In full and unaltered, output the records below.

Information shown:
+===+

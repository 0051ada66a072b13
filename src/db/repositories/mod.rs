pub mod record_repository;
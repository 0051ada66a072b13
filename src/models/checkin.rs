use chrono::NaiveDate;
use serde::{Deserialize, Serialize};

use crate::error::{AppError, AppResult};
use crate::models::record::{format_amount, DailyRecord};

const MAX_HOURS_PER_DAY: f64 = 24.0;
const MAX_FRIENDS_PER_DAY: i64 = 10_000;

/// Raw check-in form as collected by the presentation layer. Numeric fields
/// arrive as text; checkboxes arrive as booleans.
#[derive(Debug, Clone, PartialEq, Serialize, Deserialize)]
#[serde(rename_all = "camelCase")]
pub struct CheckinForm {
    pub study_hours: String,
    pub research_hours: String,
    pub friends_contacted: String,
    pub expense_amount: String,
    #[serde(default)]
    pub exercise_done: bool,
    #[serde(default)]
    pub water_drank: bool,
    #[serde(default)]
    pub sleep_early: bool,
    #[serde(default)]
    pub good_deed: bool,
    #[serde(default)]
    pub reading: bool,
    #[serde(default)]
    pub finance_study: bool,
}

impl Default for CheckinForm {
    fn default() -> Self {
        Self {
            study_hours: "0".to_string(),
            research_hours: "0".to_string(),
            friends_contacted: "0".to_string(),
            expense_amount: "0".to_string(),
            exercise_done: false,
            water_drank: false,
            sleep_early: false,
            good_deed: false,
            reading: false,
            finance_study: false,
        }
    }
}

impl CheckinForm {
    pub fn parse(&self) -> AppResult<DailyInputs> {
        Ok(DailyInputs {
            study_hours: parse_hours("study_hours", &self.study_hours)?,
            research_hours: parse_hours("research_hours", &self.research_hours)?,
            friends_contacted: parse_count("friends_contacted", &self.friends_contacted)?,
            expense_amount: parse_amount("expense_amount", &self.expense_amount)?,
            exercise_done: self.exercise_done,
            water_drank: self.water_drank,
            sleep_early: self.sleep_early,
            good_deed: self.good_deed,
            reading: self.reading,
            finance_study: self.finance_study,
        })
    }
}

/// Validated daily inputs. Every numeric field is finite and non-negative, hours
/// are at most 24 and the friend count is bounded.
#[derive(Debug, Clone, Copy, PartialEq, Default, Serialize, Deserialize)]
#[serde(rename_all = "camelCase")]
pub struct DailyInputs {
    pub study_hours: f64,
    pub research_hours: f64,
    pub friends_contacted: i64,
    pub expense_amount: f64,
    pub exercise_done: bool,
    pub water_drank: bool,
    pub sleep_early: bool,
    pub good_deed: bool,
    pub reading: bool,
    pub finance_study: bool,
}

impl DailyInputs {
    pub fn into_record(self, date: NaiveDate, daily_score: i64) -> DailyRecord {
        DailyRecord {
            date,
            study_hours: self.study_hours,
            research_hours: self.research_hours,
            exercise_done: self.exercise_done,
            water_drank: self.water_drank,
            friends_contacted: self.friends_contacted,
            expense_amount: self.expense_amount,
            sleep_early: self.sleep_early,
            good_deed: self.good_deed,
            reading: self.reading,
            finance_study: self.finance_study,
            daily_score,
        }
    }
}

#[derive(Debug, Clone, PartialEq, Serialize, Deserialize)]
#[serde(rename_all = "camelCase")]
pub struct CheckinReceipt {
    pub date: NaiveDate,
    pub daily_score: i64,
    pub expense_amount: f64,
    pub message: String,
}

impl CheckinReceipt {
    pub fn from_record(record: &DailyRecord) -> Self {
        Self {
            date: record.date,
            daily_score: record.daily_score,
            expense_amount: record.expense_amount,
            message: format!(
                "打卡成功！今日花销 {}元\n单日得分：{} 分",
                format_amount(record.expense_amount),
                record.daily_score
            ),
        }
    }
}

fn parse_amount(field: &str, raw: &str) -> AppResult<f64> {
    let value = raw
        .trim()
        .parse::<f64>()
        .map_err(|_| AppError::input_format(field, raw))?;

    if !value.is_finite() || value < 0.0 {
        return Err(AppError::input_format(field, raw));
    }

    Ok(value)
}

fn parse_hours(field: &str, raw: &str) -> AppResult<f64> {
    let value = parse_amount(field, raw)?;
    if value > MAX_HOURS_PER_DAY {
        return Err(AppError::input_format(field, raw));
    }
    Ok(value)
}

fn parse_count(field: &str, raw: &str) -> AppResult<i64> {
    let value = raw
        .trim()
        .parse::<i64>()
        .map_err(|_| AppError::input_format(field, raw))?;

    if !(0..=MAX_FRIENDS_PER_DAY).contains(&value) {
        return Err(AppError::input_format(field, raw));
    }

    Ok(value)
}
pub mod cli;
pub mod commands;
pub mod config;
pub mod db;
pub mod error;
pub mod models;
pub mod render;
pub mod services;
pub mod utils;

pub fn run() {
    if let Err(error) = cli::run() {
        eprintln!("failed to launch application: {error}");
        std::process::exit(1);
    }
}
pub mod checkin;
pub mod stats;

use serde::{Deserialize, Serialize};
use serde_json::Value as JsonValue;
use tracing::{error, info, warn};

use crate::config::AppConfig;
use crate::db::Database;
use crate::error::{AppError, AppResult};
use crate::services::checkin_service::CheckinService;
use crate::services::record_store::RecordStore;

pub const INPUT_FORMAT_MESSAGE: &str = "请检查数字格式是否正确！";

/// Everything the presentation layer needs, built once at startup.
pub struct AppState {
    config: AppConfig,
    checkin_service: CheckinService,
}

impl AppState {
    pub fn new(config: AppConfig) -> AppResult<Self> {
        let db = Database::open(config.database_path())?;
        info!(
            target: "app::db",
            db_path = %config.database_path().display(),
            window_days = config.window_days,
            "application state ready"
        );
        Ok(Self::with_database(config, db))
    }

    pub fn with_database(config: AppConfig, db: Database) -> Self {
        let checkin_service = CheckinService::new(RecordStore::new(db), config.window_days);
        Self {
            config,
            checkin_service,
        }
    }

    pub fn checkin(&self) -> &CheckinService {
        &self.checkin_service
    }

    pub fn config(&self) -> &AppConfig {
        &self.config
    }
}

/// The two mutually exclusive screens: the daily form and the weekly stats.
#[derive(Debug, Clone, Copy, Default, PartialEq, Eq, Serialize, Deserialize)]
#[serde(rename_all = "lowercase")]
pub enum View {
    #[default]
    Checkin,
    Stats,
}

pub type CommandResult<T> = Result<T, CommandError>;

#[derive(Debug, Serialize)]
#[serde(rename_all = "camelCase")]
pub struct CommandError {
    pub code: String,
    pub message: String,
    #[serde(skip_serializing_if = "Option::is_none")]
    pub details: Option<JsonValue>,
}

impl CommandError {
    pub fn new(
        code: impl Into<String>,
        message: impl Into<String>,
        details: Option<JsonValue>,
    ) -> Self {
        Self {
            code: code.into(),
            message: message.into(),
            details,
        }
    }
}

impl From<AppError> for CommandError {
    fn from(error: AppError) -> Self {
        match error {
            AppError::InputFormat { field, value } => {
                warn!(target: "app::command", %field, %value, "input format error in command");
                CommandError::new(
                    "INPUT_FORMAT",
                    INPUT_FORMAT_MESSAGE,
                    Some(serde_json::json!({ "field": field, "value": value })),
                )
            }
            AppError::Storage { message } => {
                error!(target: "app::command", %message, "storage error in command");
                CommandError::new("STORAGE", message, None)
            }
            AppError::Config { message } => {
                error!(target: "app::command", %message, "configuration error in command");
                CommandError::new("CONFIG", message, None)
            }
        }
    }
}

+===+

Reply:
repository 0051ada66a072b13
filename src/db/repositories/mod.rs
pub mod record_repository;
repository 0051ada66a072b13
filename src/models/checkin.rs
use chrono::NaiveDate;
use serde::{Deserialize, Serialize};

use crate::error::{AppError, AppResult};
use crate::models::record::{format_amount, DailyRecord};

const MAX_HOURS_PER_DAY: f64 = 24.0;
const MAX_FRIENDS_PER_DAY: i64 = 10_000;

/// Raw check-in form as collected by the presentation layer. Numeric fields
/// arrive as text; checkboxes arrive as booleans.
#[derive(Debug, Clone, PartialEq, Serialize, Deserialize)]
#[serde(rename_all = "camelCase")]
pub struct CheckinForm {
    pub study_hours: String,
    pub research_hours: String,
    pub friends_contacted: String,
    pub expense_amount: String,
    #[serde(default)]
    pub exercise_done: bool,
    #[serde(default)]
    pub water_drank: bool,
    #[serde(default)]
    pub sleep_early: bool,
    #[serde(default)]
    pub good_deed: bool,
    #[serde(default)]
    pub reading: bool,
    #[serde(default)]
    pub finance_study: bool,
}

impl Default for CheckinForm {
    fn default() -> Self {
        Self {
            study_hours: "0".to_string(),
            research_hours: "0".to_string(),
            friends_contacted: "0".to_string(),
            expense_amount: "0".to_string(),
            exercise_done: false,
            water_drank: false,
            sleep_early: false,
            good_deed: false,
            reading: false,
            finance_study: false,
        }
    }
}

impl CheckinForm {
    pub fn parse(&self) -> AppResult<DailyInputs> {
        Ok(DailyInputs {
            study_hours: parse_hours("study_hours", &self.study_hours)?,
            research_hours: parse_hours("research_hours", &self.research_hours)?,
            friends_contacted: parse_count("friends_contacted", &self.friends_contacted)?,
            expense_amount: parse_amount("expense_amount", &self.expense_amount)?,
            exercise_done: self.exercise_done,
            water_drank: self.water_drank,
            sleep_early: self.sleep_early,
            good_deed: self.good_deed,
            reading: self.reading,
            finance_study: self.finance_study,
        })
    }
}

/// Validated daily inputs. Every numeric field is finite and non-negative, hours
/// are at most 24 and the friend count is bounded.
#[derive(Debug, Clone, Copy, PartialEq, Default, Serialize, Deserialize)]
#[serde(rename_all = "camelCase")]
pub struct DailyInputs {
    pub study_hours: f64,
    pub research_hours: f64,
    pub friends_contacted: i64,
    pub expense_amount: f64,
    pub exercise_done: bool,
    pub water_drank: bool,
    pub sleep_early: bool,
    pub good_deed: bool,
    pub reading: bool,
    pub finance_study: bool,
}

impl DailyInputs {
    pub fn into_record(self, date: NaiveDate, daily_score: i64) -> DailyRecord {
        DailyRecord {
            date,
            study_hours: self.study_hours,
            research_hours: self.research_hours,
            exercise_done: self.exercise_done,
            water_drank: self.water_drank,
            friends_contacted: self.friends_contacted,
            expense_amount: self.expense_amount,
            sleep_early: self.sleep_early,
            good_deed: self.good_deed,
            reading: self.reading,
            finance_study: self.finance_study,
            daily_score,
        }
    }
}

#[derive(Debug, Clone, PartialEq, Serialize, Deserialize)]
#[serde(rename_all = "camelCase")]
pub struct CheckinReceipt {
    pub date: NaiveDate,
    pub daily_score: i64,
    pub expense_amount: f64,
    pub message: String,
}

impl CheckinReceipt {
    pub fn from_record(record: &DailyRecord) -> Self {
        Self {
            date: record.date,
            daily_score: record.daily_score,
            expense_amount: record.expense_amount,
            message: format!(
                "打卡成功！今日花销 {}元\n单日得分：{} 分",
                format_amount(record.expense_amount),
                record.daily_score
            ),
        }
    }
}

fn parse_amount(field: &str, raw: &str) -> AppResult<f64> {
    let value = raw
        .trim()
        .parse::<f64>()
        .map_err(|_| AppError::input_format(field, raw))?;

    if !value.is_finite() || value < 0.0 {
        return Err(AppError::input_format(field, raw));
    }

    Ok(value)
}

fn parse_hours(field: &str, raw: &str) -> AppResult<f64> {
    let value = parse_amount(field, raw)?;
    if value > MAX_HOURS_PER_DAY {
        return Err(AppError::input_format(field, raw));
    }
    Ok(value)
}

fn parse_count(field: &str, raw: &str) -> AppResult<i64> {
    let value = raw
        .trim()
        .parse::<i64>()
        .map_err(|_| AppError::input_format(field, raw))?;

    if !(0..=MAX_FRIENDS_PER_DAY).contains(&value) {
        return Err(AppError::input_format(field, raw));
    }

    Ok(value)
}
pub mod cli;
pub mod commands;
pub mod config;
pub mod db;
pub mod error;
pub mod models;
pub mod render;
pub mod services;
pub mod utils;

pub fn run() {
    if let Err(error) = cli::run() {
        eprintln!("failed to launch application: {error}");
        std::process::exit(1);
    }
}
pub mod checkin;
pub mod stats;

use serde::{Deserialize, Serialize};
use serde_json::Value as JsonValue;
use tracing::{error, info, warn};

use crate::config::AppConfig;
use crate::db::Database;
use crate::error::{AppError, AppResult};
use crate::services::checkin_service::CheckinService;
use crate::services::record_store::RecordStore;

pub const INPUT_FORMAT_MESSAGE: &str = "请检查数字格式是否正确！";

/// Everything the presentation layer needs, built once at startup.
pub struct AppState {
    config: AppConfig,
    checkin_service: CheckinService,
}

impl AppState {
    pub fn new(config: AppConfig) -> AppResult<Self> {
        let db = Database::open(config.database_path())?;
        info!(
            target: "app::db",
            db_path = %config.database_path().display(),
            window_days = config.window_days,
            "application state ready"
        );
        Ok(Self::with_database(config, db))
    }

    pub fn with_database(config: AppConfig, db: Database) -> Self {
        let checkin_service = CheckinService::new(RecordStore::new(db), config.window_days);
        Self {
            config,
            checkin_service,
        }
    }

    pub fn checkin(&self) -> &CheckinService {
        &self.checkin_service
    }

    pub fn config(&self) -> &AppConfig {
        &self.config
    }
}

/// The two mutually exclusive screens: the daily form and the weekly stats.
#[derive(Debug, Clone, Copy, Default, PartialEq, Eq, Serialize, Deserialize)]
#[serde(rename_all = "lowercase")]
pub enum View {
    #[default]
    Checkin,
    Stats,
}

pub type CommandResult<T> = Result<T, CommandError>;

#[derive(Debug, Serialize)]
#[serde(rename_all = "camelCase")]
pub struct CommandError {
    pub code: String,
    pub message: String,
    #[serde(skip_serializing_if = "Option::is_none")]
    pub details: Option<JsonValue>,
}

impl CommandError {
    pub fn new(
        code: impl Into<String>,
        message: impl Into<String>,
        details: Option<JsonValue>,
    ) -> Self {
        Self {
            code: code.into(),
            message: message.into(),
            details,
        }
    }
}

impl From<AppError> for CommandError {
    fn from(error: AppError) -> Self {
        match error {
            AppError::InputFormat { field, value } => {
                warn!(target: "app::command", %field, %value, "input format error in command");
                CommandError::new(
                    "INPUT_FORMAT",
                    INPUT_FORMAT_MESSAGE,
                    Some(serde_json::json!({ "field": field, "value": value })),
                )
            }
            AppError::Storage { message } => {
                error!(target: "app::command", %message, "storage error in command");
                CommandError::new("STORAGE", message, None)
            }
            AppError::Config { message } => {
                error!(target: "app::command", %message, "configuration error in command");
                CommandError::new("CONFIG", message, None)
            }
        }
    }
}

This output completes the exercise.